Helicopter Dodecahedron Algorithms

Posted in Algorithms, Blog, Cubing on May 27, 2024 by slateman

At this stage of the game, more than 10 years into cubing, I collect based on looks and solves together. Some puzzles look great but I just know that a solve is a lot of work or that it’s not particularly fun. While helicopter puzzles look great, they aren’t often too difficult and so I figured I’d take the plunge with this one as part of a very-large purchase. The solve isn’t too bad, but I did need help on the later steps. Enter Twisty Puzzling’s tutorial. And here are the steps to solve this guy!

WIP: More To Come!

Step One: Solve the bottom face

This was intuitive and I got my white face situated pretty easily. Moving things around isn’t hard when you have plenty of free space to deposit things temporarily. This step situates the white face and the entire ‘layer’ above it all the way up to the long, edge pieces of each helicopter wing.

Step Two: Start building the bottom middle layer

This isn’t much of a layer, but here you’re going to want to maneuver these numbered pieces into place. I’ve numbered them in this photo in order of sequence. Some of these are intuitive, but keep moving around to the right of the puzzle. If you need to rotate one of the three-colored centers, just see the orientation on the top layer. If it needs to rotate clockwise, then spin it around the top layer counter-clockwise and vice versa. Move things out of the way as necessary here and as you get to the very end, use intuition to figure out the final pieces.

Step Three: Build the top middle layer

Now that you have the second layer done, your focus is the top-middle layer.
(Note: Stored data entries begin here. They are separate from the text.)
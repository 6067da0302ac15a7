//! Sequence `L ; R`: routes every completion of the left side as fresh
//! tokens into the right side; only the right side's completion is visible
//! upward.

use crate::error::GestureError;
use crate::network::{forward_add_tokens, CompletionHub, CompletionListener, NetworkNode};
use crate::token::TokenSet;
use std::rc::Rc;
use tracing::{trace, warn};

pub struct SequenceNode {
    left: Rc<dyn NetworkNode>,
    right: Rc<dyn NetworkNode>,
    completion: CompletionHub,
}

impl SequenceNode {
    pub fn compile(left: Rc<dyn NetworkNode>, right: Rc<dyn NetworkNode>) -> Rc<Self> {
        let node = Rc::new(SequenceNode {
            left: left.clone(),
            right: right.clone(),
            completion: CompletionHub::new(),
        });

        // Left's completion feeds right's front as new tokens.
        let right_for_left = right.clone();
        left.on_completion(Box::new(move |ts: &TokenSet| {
            trace!(target: "gesture.sequence", count = ts.len(), "left_complete_feeds_right");
            if let Err(err) = right_for_left.add_tokens(ts) {
                warn!(target: "gesture.sequence", error = %err, "right_add_tokens_failed");
            }
        }));

        // Right's completion is this node's own completion.
        let completion_for_right = CompletionTap(node.clone());
        right.on_completion(Box::new(move |ts: &TokenSet| {
            completion_for_right.0.completion.emit(ts);
        }));

        node
    }
}

// Small wrapper so the closure above holds a strong `Rc<SequenceNode>`
// rather than capturing `node` by value twice (which would move it).
struct CompletionTap(Rc<SequenceNode>);

impl NetworkNode for SequenceNode {
    fn front(&self) -> Vec<Rc<dyn NetworkNode>> {
        self.left.front()
    }

    fn add_tokens(&self, tokens: &TokenSet) -> Result<(), GestureError> {
        forward_add_tokens(&self.front(), tokens)
    }

    fn remove_tokens(&self, tokens: &TokenSet) {
        // Direct children, not just the front: a token may be waiting
        // anywhere in either sub-network (e.g. inside `right`).
        self.left.remove_tokens(tokens);
        self.right.remove_tokens(tokens);
    }

    fn on_completion(&self, listener: CompletionListener) {
        self.completion.subscribe(listener);
    }

    fn refeed_sources(self: Rc<Self>) -> Vec<Rc<dyn NetworkNode>> {
        self.left.clone().refeed_sources()
    }
}

#[cfg(test)]
mod tests {
    use super::*;
    use crate::ground::GroundNode;
    use crate::sensor::mock::{Feature, MockSensor};
    use crate::token::Token;

    #[test]
    fn routes_left_completion_into_right() {
        let sensor: MockSensor<Feature, i32> = MockSensor::new();
        let sensor_rc = Rc::new(sensor.clone());
        let left = GroundNode::compile(Feature::A, None, sensor_rc.clone());
        let right = GroundNode::compile(Feature::B, None, sensor_rc.clone());
        let seq = SequenceNode::compile(left.clone(), right.clone());

        let fired = Rc::new(std::cell::RefCell::new(Vec::new()));
        let fired_clone = fired.clone();
        seq.on_completion(Box::new(move |ts: &TokenSet| {
            fired_clone.borrow_mut().extend(ts.iter().copied());
        }));

        let t = Token::fresh();
        let mut ts = TokenSet::new();
        ts.push(t);
        seq.add_tokens(&ts).unwrap();

        assert_eq!(right.held_count(), 0);
        sensor.feed(Feature::A, 1);
        assert_eq!(right.held_count(), 1);
        assert!(fired.borrow().is_empty());

        sensor.feed(Feature::B, 1);
        assert_eq!(fired.borrow().as_slice(), &[t]);
    }
}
This will include the higher three-colored pieces and the two petals to the left and right of them. You can do the centers (those three-colored pieces) first or build these all on the top layer and bring them down. So far, nothing too difficult.
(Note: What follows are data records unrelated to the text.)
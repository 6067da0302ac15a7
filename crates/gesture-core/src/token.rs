//! Opaque token identity.
//!
//! A [`Token`] carries no payload; two tokens are equal only if they are the
//! same instance. Fresh tokens are minted from a process-wide monotonic
//! counter, the "atomically-incremented integer id" scheme the spec allows
//! as an alternative to heap-allocated markers.

use smallvec::SmallVec;
use std::sync::atomic::{AtomicU64, Ordering};

static NEXT_TOKEN: AtomicU64 = AtomicU64::new(1);

/// An opaque flow marker. Identity-equal only to itself.
#[derive(Debug, Clone, Copy, PartialEq, Eq, Hash, PartialOrd, Ord)]
pub struct Token(u64);

impl Token {
    /// Mint a fresh, globally distinct token.
    pub fn fresh() -> Self {
        Token(NEXT_TOKEN.fetch_add(1, Ordering::Relaxed))
    }
}

/// Small, usually single- or few-element batches of tokens flow through the
/// network together; `SmallVec` avoids a heap allocation for the common case
/// of one token per batch.
pub type TokenSet = SmallVec<[Token; 4]>;

#[cfg(test)]
mod tests {
    use super::*;

    #[test]
    fn fresh_tokens_are_distinct() {
        let a = Token::fresh();
        let b = Token::fresh();
        assert_ne!(a, b);
    }
}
Step Four: Position Petals

After orienting the lengthy center slices, now you move the petals around in a convenient three-cycle. In this photo, the pink on the right will swap with the off-white on top which will swap with the grey to the far left. The standard up, up, down, down here is intuitive and can be used to align all these nicely and swiftly.

Step Five: Position Corners

This three-cycle will move corners counter-clockwise from left to center to right. You will begin by moving the top-left piece to the left section, performing the algorithm and then undoing.

So, if we go left, front, left, front – then swap the right piece down – then front, left, front, left and fix the right.

I assume there’s a mirror version of this, but for now, that’ll do it. L / F / L / F / R / F / L / F / L / R is your three-cycle.